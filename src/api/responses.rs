// src/api/responses.rs
//! Request bodies sent to the Notion API.
//!
//! Responses are decoded straight into `model` types; only the error body
//! reuses notion-client's serde implementation.

use crate::constants::STATUS_PROPERTY;
use serde::Serialize;

pub use notion_client::objects::error::Error as NotionError;

/// Body of `POST databases/{id}/query` filtered on one status value.
#[derive(Debug, Clone, Serialize)]
pub struct StatusQuery<'a> {
    pub filter: StatusFilter<'a>,
    pub page_size: usize,
    #[serde(skip_serializing_if = "Option::is_none")]
    pub start_cursor: Option<&'a str>,
}

#[derive(Debug, Clone, Serialize)]
pub struct StatusFilter<'a> {
    pub property: &'static str,
    pub status: StatusEquals<'a>,
}

#[derive(Debug, Clone, Serialize)]
pub struct StatusEquals<'a> {
    pub equals: &'a str,
}

impl<'a> StatusQuery<'a> {
    pub fn new(status: &'a str, page_size: usize, start_cursor: Option<&'a str>) -> Self {
        Self {
            filter: StatusFilter {
                property: STATUS_PROPERTY,
                status: StatusEquals { equals: status },
            },
            page_size,
            start_cursor,
        }
    }
}

/// Body of `PATCH pages/{id}` setting the status property.
#[derive(Debug, Clone, Serialize)]
pub struct StatusUpdate<'a> {
    properties: std::collections::HashMap<&'static str, StatusProperty<'a>>,
}

#[derive(Debug, Clone, Serialize)]
struct StatusProperty<'a> {
    status: StatusName<'a>,
}

#[derive(Debug, Clone, Serialize)]
struct StatusName<'a> {
    name: &'a str,
}

impl<'a> StatusUpdate<'a> {
    pub fn new(status: &'a str) -> Self {
        let mut properties = std::collections::HashMap::new();
        properties.insert(
            STATUS_PROPERTY,
            StatusProperty {
                status: StatusName { name: status },
            },
        );
        Self { properties }
    }
}

#[cfg(test)]
mod tests {
    use super::*;
    use serde_json::json;

    #[test]
    fn query_body_matches_notion_filter_shape() {
        let body = serde_json::to_value(StatusQuery::new("New", 100, None)).unwrap();
        assert_eq!(
            body,
            json!({
                "filter": {"property": "Status", "status": {"equals": "New"}},
                "page_size": 100
            })
        );

        let body = serde_json::to_value(StatusQuery::new("New", 100, Some("cur"))).unwrap();
        assert_eq!(body["start_cursor"], "cur");
    }

    #[test]
    fn update_body_sets_status_name() {
        let body = serde_json::to_value(StatusUpdate::new("Uploaded")).unwrap();
        assert_eq!(
            body,
            json!({"properties": {"Status": {"status": {"name": "Uploaded"}}}})
        );
    }
}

# # # # #

Try it:
Filter the records, keeping only lines that contain "collections", and show those lines.

Solution to this problem:
    properties: std::collections::HashMap<&'static str, StatusProperty<'a>>,
        let mut properties = std::collections::HashMap::new();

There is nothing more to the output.